> PROBLEM TO WORK ON:
Below are the records. Retype exactly the lines between the lines holding "Units share nothing" and "impl fmt::Display for", inclusive.

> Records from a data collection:
#####
//! Batch driver.
//!
//! Splits the SQL document on the unit separator, rewrites each unit
//! independently, and rejoins with the same separator. Unit count and
//! order are preserved exactly: a failed unit passes through unchanged
//! with a diagnostic instead of aborting the batch.
//!
//! Units share nothing but the read-only [`IndicatorIndex`]; all per-unit
//! state lives inside the rewriter call.

use std::fmt;

use serde::Serialize;

use crate::config::Settings;
use crate::model::IndicatorIndex;
use crate::rewrite::{Rewriter, UnitReport};

/// Diagnostics for one document run. Advisory only; the rewritten SQL is
/// the product.
#[derive(Debug, Clone, Default, Serialize)]
pub struct BatchReport {
    pub units: Vec<UnitReport>,
}

impl BatchReport {
    pub fn has_warnings(&self) -> bool {
        self.units.iter().any(|u| !u.warnings.is_empty())
    }
}

impl fmt::Display for BatchReport {
    fn fmt(&self, f: &mut fmt::Formatter<'_>) -> fmt::Result {
        let mut printed = false;
        for unit in &self.units {
            if unit.is_empty() {
                continue;
            }
            if printed {
                writeln!(f)?;
            }
            write!(f, "{}", unit)?;
            printed = true;
        }
        if !printed {
            writeln!(f, "No lookup call sites found.")?;
        }
        Ok(())
    }
}

/// Which rewrite operation the driver applies to every unit.
#[derive(Debug, Clone, Copy)]
enum Mode {
    Rewrite,
    Inline,
}

/// Formula-expanding rewrite of a whole document.
pub fn rewrite_document(
    index: &IndicatorIndex,
    settings: &Settings,
    sql: &str,
) -> (String, BatchReport) {
    run(index, settings, sql, Mode::Rewrite)
}

/// Direct (no-expansion) rewrite of a whole document.
pub fn inline_document(
    index: &IndicatorIndex,
    settings: &Settings,
    sql: &str,
) -> (String, BatchReport) {
    run(index, settings, sql, Mode::Inline)
}

fn run(index: &IndicatorIndex, settings: &Settings, sql: &str, mode: Mode) -> (String, BatchReport) {
    let rewriter = Rewriter::new(index, settings);
    let separator = settings.rewrite.separator.as_str();

    let mut rewritten: Vec<String> = Vec::new();
    let mut report = BatchReport::default();

    for (n, unit) in sql.split(separator).enumerate() {
        let result = match mode {
            Mode::Rewrite => rewriter.rewrite_unit(unit),
            Mode::Inline => rewriter.inline_unit(unit),
        };
        match result {
            Ok((text, mut unit_report)) => {
                unit_report.unit = n;
                rewritten.push(text);
                report.units.push(unit_report);
            }
            Err(err) => {
                rewritten.push(unit.to_string());
                report.units.push(UnitReport {
                    unit: n,
                    warnings: vec![format!("unit left unchanged: {}", err)],
                    ..UnitReport::default()
                });
            }
        }
    }

    (rewritten.join(separator), report)
}
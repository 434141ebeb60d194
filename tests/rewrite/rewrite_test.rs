use indsql::config::Settings;
use indsql::model::{Indicator, IndicatorIndex, IndicatorKind};
use indsql::rewrite::Rewriter;

fn calculated(code: &str, expr: &str) -> Indicator {
    Indicator {
        code: code.to_string(),
        kind: IndicatorKind::Calculated,
        expression: Some(expr.to_string()),
    }
}

fn base(code: &str) -> Indicator {
    Indicator {
        code: code.to_string(),
        kind: IndicatorKind::Progressive,
        expression: None,
    }
}

fn index() -> IndicatorIndex {
    vec![
        calculated("1017", "i1015 / i1016 * 100"),
        calculated("1020", "i1015 + i1018"),
        base("1015"),
        base("1016"),
        base("1018"),
    ]
    .into_iter()
    .collect()
}

const QUERY: &str = "\
SELECT
  mo.name,
  json_build_array('get-indicator-value', mo.id, '1017', '2024-01-01', '2024-12-31') AS ind1017,
  json_build_array('get-indicator-value', mo.id, '1020', '2024-01-01', '2024-12-31') AS ind1020,
  mo.region
FROM monitoring.monitoring_object mo
WHERE mo.is_active";

#[test]
fn test_pooled_blocks_are_materialized_at_first_site() {
    let idx = index();
    let settings = Settings::default();
    let rewriter = Rewriter::new(&idx, &settings);

    let (out, report) = rewriter.rewrite_unit(QUERY).unwrap();

    assert!(!out.contains("json_build_array"));
    // One block per transitive base code, appearance order, no duplicates.
    assert_eq!(report.emitted, vec!["1015", "1016", "1018"]);
    for code in ["1015", "1016", "1018"] {
        assert_eq!(
            out.matches(&format!("mi.code = '{}'", code)).count(),
            1,
            "exactly one block for {}",
            code
        );
        assert_eq!(out.matches(&format!("AS ind{},", code)).count(), 1);
    }
    // The rest of the select list is untouched.
    assert!(out.contains("mo.name"));
    assert!(out.contains("mo.region"));
    assert!(out.contains("WHERE mo.is_active"));
}

#[test]
fn test_blocks_use_anchor_site_window() {
    let idx = index();
    let settings = Settings::default();
    let rewriter = Rewriter::new(&idx, &settings);

    let (out, _) = rewriter.rewrite_unit(QUERY).unwrap();
    assert!(out.contains("mm.monitoring_object_id = mo.id"));
    assert!(out.contains("EXTRACT(YEAR FROM mm.measure_date) = 2024"));
}

#[test]
fn test_report_lists_expanded_formulas() {
    let idx = index();
    let settings = Settings::default();
    let rewriter = Rewriter::new(&idx, &settings);

    let (_, report) = rewriter.rewrite_unit(QUERY).unwrap();
    assert_eq!(report.formulas.len(), 2);
    assert_eq!(report.formulas[0].code, "1017");
    assert_eq!(report.formulas[0].expression, "(i1015) / (i1016) * 100");
    assert_eq!(report.formulas[1].expression, "(i1015) + (i1018)");
    assert_eq!(report.pooled_base_codes, vec!["1015", "1016", "1018"]);
}

#[test]
fn test_preexisting_alias_is_respected() {
    let idx = index();
    let settings = Settings::default();
    let rewriter = Rewriter::new(&idx, &settings);

    let query = format!(
        "SELECT\n  (SELECT 1) AS ind1016,\n  {}\nFROM mo",
        "json_build_array('get-indicator-value', mo.id, '1017', '2024-01-01', '2024-12-31') AS ind1017,"
    );
    let (out, report) = rewriter.rewrite_unit(&query).unwrap();

    assert_eq!(report.emitted, vec!["1015"]);
    assert_eq!(report.already_present, vec!["1016"]);
    // The stand-in subquery is still there, and no second ind1016 appears.
    assert_eq!(out.matches("AS ind1016").count(), 1);
}

#[test]
fn test_cyclic_indicator_produces_no_blocks_but_no_crash() {
    let idx: IndicatorIndex = vec![
        calculated("1", "i2"),
        calculated("2", "i1"),
    ]
    .into_iter()
    .collect();
    let settings = Settings::default();
    let rewriter = Rewriter::new(&idx, &settings);

    let query = "SELECT json_build_array('get-indicator-value', mo.id, '1', '2024-01-01', '2024-12-31') AS ind1, x FROM mo";
    let (out, report) = rewriter.rewrite_unit(query).unwrap();

    assert!(report.emitted.is_empty());
    assert!(report.pooled_base_codes.is_empty());
    // The call site is consumed; nothing re-emits the cycle.
    assert!(!out.contains("json_build_array"));
    assert_eq!(report.formulas[0].expression, "((i1))");
}

#[test]
fn test_anchor_skips_sites_with_unparseable_windows() {
    let idx = index();
    let settings = Settings::default();
    let rewriter = Rewriter::new(&idx, &settings);

    // The first site's window is computed, not a literal; the second site
    // must anchor the blocks instead of the unit passing through unchanged.
    let query = "\
SELECT
  json_build_array('get-indicator-value', mo.id, '1017', now(), '2024-12-31') AS ind1017,
  json_build_array('get-indicator-value', mo.id, '1020', '2024-01-01', '2024-12-31') AS ind1020,
  mo.name
FROM mo";
    let (out, report) = rewriter.rewrite_unit(query).unwrap();

    assert!(!out.contains("json_build_array"));
    assert_eq!(report.emitted, vec!["1015", "1016", "1018"]);
    assert!(out.contains("EXTRACT(YEAR FROM mm.measure_date) = 2024"));
    assert_eq!(report.warnings.len(), 1);
    assert!(report.warnings[0].contains("site skipped"));
}

#[test]
fn test_unit_without_lookups_passes_through() {
    let idx = index();
    let settings = Settings::default();
    let rewriter = Rewriter::new(&idx, &settings);

    let query = "SELECT count(*) FROM monitoring.measure";
    let (out, report) = rewriter.rewrite_unit(query).unwrap();
    assert_eq!(out, query);
    assert!(report.is_empty());
}

#[test]
fn test_report_renders_human_readable_text() {
    let idx = index();
    let settings = Settings::default();
    let rewriter = Rewriter::new(&idx, &settings);

    let (_, report) = rewriter.rewrite_unit(QUERY).unwrap();
    let text = report.to_string();
    assert!(text.contains("Expanded formulas:"));
    assert!(text.contains("1017: (i1015) / (i1016) * 100"));
    assert!(text.contains("Base indicators: 1015, 1016, 1018"));
    assert!(text.contains("New blocks: 1015, 1016, 1018"));
}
#####
> RESULT OF THE TASK:
//! Units share nothing but the read-only [`IndicatorIndex`]; all per-unit
//! state lives inside the rewriter call.

use std::fmt;

use serde::Serialize;

use crate::config::Settings;
use crate::model::IndicatorIndex;
use crate::rewrite::{Rewriter, UnitReport};

/// Diagnostics for one document run. Advisory only; the rewritten SQL is
/// the product.
#[derive(Debug, Clone, Default, Serialize)]
pub struct BatchReport {
    pub units: Vec<UnitReport>,
}

impl BatchReport {
    pub fn has_warnings(&self) -> bool {
        self.units.iter().any(|u| !u.warnings.is_empty())
    }
}

impl fmt::Display for BatchReport {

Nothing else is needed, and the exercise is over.